_Records provided_
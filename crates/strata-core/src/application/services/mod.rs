//! Application services - orchestrate use cases.
//!
//! Services coordinate the domain layer and ports to accomplish
//! high-level use cases like "generate the layers for one entity".

pub mod generation_service;

pub use generation_service::{GenerationPlan, GenerationReport, GenerationService};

_Task brief_
Set the entries down again precisely as they were given.

_Solution to this task_
filename crates/strata-core/src/application/services/mod.rs
//! Application services - orchestrate use cases.
//!
//! Services coordinate the domain layer and ports to accomplish
//! high-level use cases like "generate the layers for one entity".

pub mod generation_service;

pub use generation_service::{GenerationPlan, GenerationReport, GenerationService};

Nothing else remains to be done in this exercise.